Anjing Militer yang Kejar Pemimpin ISIS Mendapat Penghargaan Diundang ke Gedung Putih

Anjing Militer yang Kejar Pemimpin ISIS Mendapat Penghargaan Diundang ke Gedung Putih – Seekor anjing militer jenis Belgian Malinois bernamakan Canon yang mengejar Pemimpin ISIS Abu Bakar al-Baghdadi dalam operasi pasukan khusus Amerika Serikat untuk menangkap pemimpin ISIS mendapat kehormatan dengan diundang ke Gedung Putih.
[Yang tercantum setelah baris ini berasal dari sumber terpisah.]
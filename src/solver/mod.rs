//! Solver interfaces.

/// Outcome of a solve.
#[derive(Clone, Debug, PartialEq)]
pub struct SolveStats<T> {
    pub iterations: usize,
    /// Max-norm of `b − A·x` for the returned `x`.
    pub final_residual: T,
    pub converged: bool,
}

/// Common interface for direct solvers.
pub trait LinearSolver<M, V> {
    type Error;
    type Scalar: Copy;
    /// Solve A·x = b, writing result into `x`.
    fn solve(&mut self, a: &M, b: &V, x: &mut V) -> Result<SolveStats<Self::Scalar>, Self::Error>;
}

pub mod direct_lu;
pub use direct_lu::LuSolver;
//! Determinant via LU.

use num_traits::Float;

use crate::core::traits::MatShape;
use crate::error::KResult;
use crate::linalg::lu::lu;
use crate::matrix::MatView;

/// `det(A) = sign × Π diag(U)`. The empty `0 x 0` matrix has determinant 1.
///
/// No tolerance is applied: a singular matrix whose elimination leaves a
/// tiny rounding residue on the diagonal reports that residue.
pub fn determinant<T: Float>(a: MatView<'_, T>) -> KResult<T> {
    a.require_square("determinant")?;
    lu(a).determinant()
}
Anjing militer tersebut berperan untuk mengejar target yaitu Abu Bakar al-Baghdadi hingga sebuah di sebuah terowongan buntu di Suriah.

Conan mengejar Abu Bakar al-Baghdadi hingga ke ujung terowongan ketika dia dan Pasukan Delta menyerangnya di desa Barisha, 26 Oktober lalu. Dilansir AFP Kamis (31/10/2019), Pemimpin ISIS itu tewas setelah mengaktifkan bom bunuh diri yang meruntuhkan terowongan dan melukainya. Idlib. Al-Baghdadi, sebagaimana dikonfirmasi Trump, tewas bersama para istri dan tiga anaknya setelah meledakkan rompi bom bunuh diri ketika hendak didekati pasukan khusus dan anjing militer AS.

Presiden Amerika Serikat, Donald Trump, membenarkan mengundang anjing itu melalui sebuah unggahan di akun Twitternya pada Kamis (31/10). Tidak sampai hanya disitu, Turmp juga membeberkan identitas anjing yang sebelumnya dirahasiakan dari publik tersebut.

Akun Twitter POTUS (President of the United States) sebelumnya telah berbagi foto yang menunjukkan Trump memberikan medali pada anjing yang disebut-sebut oleh Trump sebagai “pahlawan Amerika”.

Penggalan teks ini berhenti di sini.